*** DATA TO EXAMINE Section Begins ***

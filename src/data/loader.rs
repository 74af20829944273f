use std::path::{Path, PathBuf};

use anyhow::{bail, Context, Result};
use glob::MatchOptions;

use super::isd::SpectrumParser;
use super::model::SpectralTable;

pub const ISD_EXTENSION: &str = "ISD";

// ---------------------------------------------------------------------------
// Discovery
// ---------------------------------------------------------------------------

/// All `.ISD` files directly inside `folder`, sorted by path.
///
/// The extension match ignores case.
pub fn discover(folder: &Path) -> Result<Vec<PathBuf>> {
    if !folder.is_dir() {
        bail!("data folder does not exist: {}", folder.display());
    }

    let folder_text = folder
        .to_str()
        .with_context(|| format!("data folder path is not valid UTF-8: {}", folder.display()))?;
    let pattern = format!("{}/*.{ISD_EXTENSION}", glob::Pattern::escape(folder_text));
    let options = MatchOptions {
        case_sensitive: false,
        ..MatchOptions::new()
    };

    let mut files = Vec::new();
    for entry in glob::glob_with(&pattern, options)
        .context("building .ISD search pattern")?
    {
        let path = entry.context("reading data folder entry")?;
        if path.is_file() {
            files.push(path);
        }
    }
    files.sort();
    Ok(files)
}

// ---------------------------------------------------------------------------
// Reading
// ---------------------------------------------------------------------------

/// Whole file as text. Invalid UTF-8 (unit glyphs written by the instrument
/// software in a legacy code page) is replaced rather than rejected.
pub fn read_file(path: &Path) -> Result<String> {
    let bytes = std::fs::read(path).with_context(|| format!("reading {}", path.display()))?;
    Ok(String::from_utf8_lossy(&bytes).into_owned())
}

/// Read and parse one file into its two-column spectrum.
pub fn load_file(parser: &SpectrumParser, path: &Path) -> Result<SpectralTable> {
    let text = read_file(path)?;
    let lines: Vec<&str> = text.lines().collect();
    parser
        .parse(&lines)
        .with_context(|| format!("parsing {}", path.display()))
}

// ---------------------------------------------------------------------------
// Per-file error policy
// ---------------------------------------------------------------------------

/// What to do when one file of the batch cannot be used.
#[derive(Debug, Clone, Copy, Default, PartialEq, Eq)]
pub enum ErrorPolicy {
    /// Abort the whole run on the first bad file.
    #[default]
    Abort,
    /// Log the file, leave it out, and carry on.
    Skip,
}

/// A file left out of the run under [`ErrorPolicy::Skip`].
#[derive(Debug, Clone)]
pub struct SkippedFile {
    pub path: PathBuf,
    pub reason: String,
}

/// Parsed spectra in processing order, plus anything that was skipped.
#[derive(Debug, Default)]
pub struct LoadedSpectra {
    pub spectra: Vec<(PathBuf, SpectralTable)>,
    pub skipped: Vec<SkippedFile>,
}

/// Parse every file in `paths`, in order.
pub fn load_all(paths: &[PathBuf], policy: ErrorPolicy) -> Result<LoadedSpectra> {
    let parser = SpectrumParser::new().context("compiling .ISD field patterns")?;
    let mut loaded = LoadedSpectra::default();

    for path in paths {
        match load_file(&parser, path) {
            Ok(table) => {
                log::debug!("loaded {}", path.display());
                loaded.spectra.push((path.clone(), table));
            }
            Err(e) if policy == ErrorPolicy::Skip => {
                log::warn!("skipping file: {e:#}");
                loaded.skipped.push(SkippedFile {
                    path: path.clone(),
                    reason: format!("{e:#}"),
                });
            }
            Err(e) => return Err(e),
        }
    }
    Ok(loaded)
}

*** DATA TO EXAMINE Section Ends ***

_WHAT NEEDS TO BE DONE_
Every line in the records above that contains the word "LoadedSpectra" is to be copied out.

_SOLUTION_
pub struct LoadedSpectra {
pub fn load_all(paths: &[PathBuf], policy: ErrorPolicy) -> Result<LoadedSpectra> {
    let mut loaded = LoadedSpectra::default();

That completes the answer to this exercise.